As the US economy continues to sputter three years after the global financial crisis erupted, one thing has become clear: The US cannot generate higher rates of growth in GDP and employment without a change in the mix of the economy’s domestic and export-oriented components. Above all, this will require structural change and greater competitiveness in an expanded tradable sector.
For more than a decade prior to the crisis that began in 2008, the US economy fueled itself (and much of the global economy) with excessive consumption. Savings in the household sector declined and leveled off at about zero, as low interest rates led to over-leveraging, an asset bubble and an illusory increase in wealth.
Government, too, ran deficits. Overall, the US economy expended more than it generated in income, running a trade (more precisely a current-account) deficit and borrowed the difference from abroad. Both household and government spending patterns in relation to income were unsustainable.
With more than ample domestic demand, considerably boosted by rapid expansion in government and healthcare, the US economy sustained growth and employment in the face of large increases in the labor force (27 million new workers since 1990), notwithstanding the substantial headwinds created by new labor-saving information technology. Setting aside financial sustainability, the most worrying aspect of the pattern was distributional: very low wage growth in the middle-income range.
Moreover, with excess reliance on domestic demand, the structure of the US economy evolved with a bias toward the non--tradable sector (where all of the new jobs were created) and insufficient reliance on foreign demand and hence exports. That led to income and price movements that caused the tradable sector’s scope to shrink as lower value-added links of global supply chains moved to emerging economies.
The financial crisis that began in 2008 caused a sudden stop to the unsustainable pattern on the demand side. Asset prices fell, households began a lengthy process of deleveraging, savings rose and government — faced with falling revenues and rising expenditures on unemployment insurance — could not make up the difference.
SLOWING GROWTH
However, that pattern, too, is clearly unsustainable. The net effect is that domestic demand is dramatically lower, and overall demand (domestic and foreign) is too low.

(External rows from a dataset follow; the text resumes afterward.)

//! Open-state ownership for an overlay scope.

/// Where the open flag of a scope lives.
#[derive(Clone, Copy, Debug, PartialEq, Eq)]
pub enum OpenMode {
    /// Caller owns the flag and receives every change request.
    Controlled,
    /// Caller pinned the flag without a setter; change requests are dropped.
    ReadOnly,
    /// The scope owns the flag.
    Uncontrolled {
        /// Caller asked to be told about changes without owning the value.
        notify: bool,
    },
}

/// Work the scope performs for a single `set_open` request.
#[derive(Clone, Copy, Debug, PartialEq, Eq)]
pub struct OpenUpdate {
    /// New value for the scope-owned flag, if the scope owns it.
    pub store: Option<bool>,
    /// Value to report through the caller's change callback, if any.
    pub notify: Option<bool>,
}

impl OpenMode {
    /// Pick the mode from what the caller supplied.
    #[must_use]
    pub const fn resolve(has_value: bool, has_setter: bool) -> Self {
        match (has_value, has_setter) {
            (true, true) => Self::Controlled,
            (true, false) => Self::ReadOnly,
            (false, notify) => Self::Uncontrolled { notify },
        }
    }

    /// Whether the caller owns the value.
    #[must_use]
    pub const fn is_controlled(self) -> bool {
        matches!(self, Self::Controlled | Self::ReadOnly)
    }

    /// Effective open flag given the external and internal values.
    #[must_use]
    pub fn effective(self, external: Option<bool>, internal: bool) -> bool {
        if self.is_controlled() {
            external.unwrap_or(internal)
        } else {
            internal
        }
    }

    /// Plan a `set_open(value)` request. Writes are unconditional: asking for the current
    /// value still stores and notifies.
    #[must_use]
    pub fn plan(self, value: bool) -> OpenUpdate {
        let update = match self {
            Self::Controlled => OpenUpdate {
                store: None,
                notify: Some(value),
            },
            Self::ReadOnly => OpenUpdate {
                store: None,
                notify: None,
            },
            Self::Uncontrolled { notify } => OpenUpdate {
                store: Some(value),
                notify: notify.then_some(value),
            },
        };
        if update == (OpenUpdate { store: None, notify: None }) {
            tracing::debug!(value, "open request dropped by read-only overlay scope");
        }
        update
    }
}

#[cfg(test)]
mod tests {
    use super::*;

    /// Replays `set_open` requests the way the root component applies them.
    fn replay(
        mode: OpenMode,
        external: Option<bool>,
        initial: bool,
        calls: &[bool],
    ) -> (bool, Vec<bool>) {
        let mut internal = initial;
        let mut notified = Vec::new();
        for value in calls {
            let update = mode.plan(*value);
            if let Some(next) = update.store {
                internal = next;
            }
            notified.extend(update.notify);
        }
        (mode.effective(external, internal), notified)
    }

    #[test]
    fn mode_resolution_covers_all_combinations() {
        assert_eq!(OpenMode::resolve(true, true), OpenMode::Controlled);
        assert_eq!(OpenMode::resolve(true, false), OpenMode::ReadOnly);
        assert_eq!(
            OpenMode::resolve(false, true),
            OpenMode::Uncontrolled { notify: true }
        );
        assert_eq!(
            OpenMode::resolve(false, false),
            OpenMode::Uncontrolled { notify: false }
        );
    }

    #[test]
    fn uncontrolled_follows_most_recent_request() {
        let mode = OpenMode::resolve(false, false);
        let sequences: [&[bool]; 4] = [
            &[true],
            &[true, false],
            &[false, true, true],
            &[true, false, true, false],
        ];
        for calls in sequences {
            let (open, notified) = replay(mode, None, false, calls);
            assert_eq!(open, *calls.last().unwrap_or(&false), "calls: {calls:?}");
            assert!(notified.is_empty());
        }
    }

    #[test]
    fn uncontrolled_with_listener_notifies_every_write() {
        let mode = OpenMode::resolve(false, true);
        let (open, notified) = replay(mode, None, false, &[true, true, false]);
        assert!(!open);
        assert_eq!(notified, vec![true, true, false]);
    }

    #[test]
    fn controlled_never_self_closes() {
        let mode = OpenMode::resolve(true, true);
        let (open, notified) = replay(mode, Some(true), false, &[false]);
        assert!(open);
        assert_eq!(notified, vec![false]);
    }

    #[test]
    fn read_only_drops_requests() {
        let mode = OpenMode::resolve(true, false);
        let (open, notified) = replay(mode, Some(false), true, &[true]);
        assert!(!open);
        assert!(notified.is_empty());
    }
}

As a result, the US economy has almost stopped growing, particularly as the federal government (together with state and local governments) are now reining in their own budget deficits.
A large shortfall in domestic demand stymies growth and employment in the non--tradable sector, where it is the only demand that is relevant. By contrast, the part of the tradable sector that responds to foreign demand can grow with emerging-economy growth. That is helpful, but the tradable sector, as it is currently configured, is not an employment engine.
Indeed, the US economy’s structural evolution over the past two decades has made additional foreign demand inaccessible without expanding the scope of the tradable sector. The excessive domestic demand that underpinned this evolution is now gone, permanently. When deleveraging in the household sector is complete, domestic expenditure may rebound, but the savings rate will not and should not go back to zero.
Fiscal stimulus, in the form of backloading deficit--reduction efforts, might help tide the economy over while structural adjustment and expansion of competitiveness in the tradable sector proceed. However, by itself, stimulus is not the answer. Otherwise, the shortfall in domestic demand would reassert itself when the stimulus ended. The argument for a measured deficit-reduction program is to buy time for the structural shifts that will expand accessible external demand and fill in the gap in aggregate demand.
What structural adjustments are needed, and how will they occur? The pace and effectiveness of structural adaptation will be determined not only by private-sector incentives and market forces, but also by government reform and investment.
PROBLEMS EXACERBATED
With high unemployment in many parts of the labor market, downward pressure on wages will further exacerbate the country’s already skewed income--distribution. Labor markets will eventually clear, but this will happen slowly and painfully, owing to skills gaps and other short-term mismatches.
Government cannot solve the problem alone, much less make the problem go away overnight. However, government can take action that improves productivity, investment returns and conditions for innovation, thereby increasing the pace and enhancing the long-term results of structural adjustment.
To be viable, policy measures must include comprehensive tax reform; a balanced deficit--reduction program; investment in education, skills upgrading, infrastructure and technology; and a fully developed energy policy that anticipates rising relative energy prices as emerging-market growth enlarges the global economy to three times its current size over the next quarter-century. For maximum impact, the targeting of some of these investments should be undertaken in collaboration with the private sector (business and labor). After all, that is most often where the relevant knowledge of the best opportunities is to be found.
Finally, to attempt this rebalancing in the current fiscal environment without tax increases (perhaps temporary measures designed to overcome the cumulative investment shortfall) would be very unwise. To do so would both impede the pace of recovery and diminish the quality of the final result.
Michael Spence, a Nobel laureate in economics, is a professor of economics at New York University’s Stern School of Business, distinguished visiting fellow at the Council on Foreign Relations and senior fellow at the Hoover Institution, Stanford University.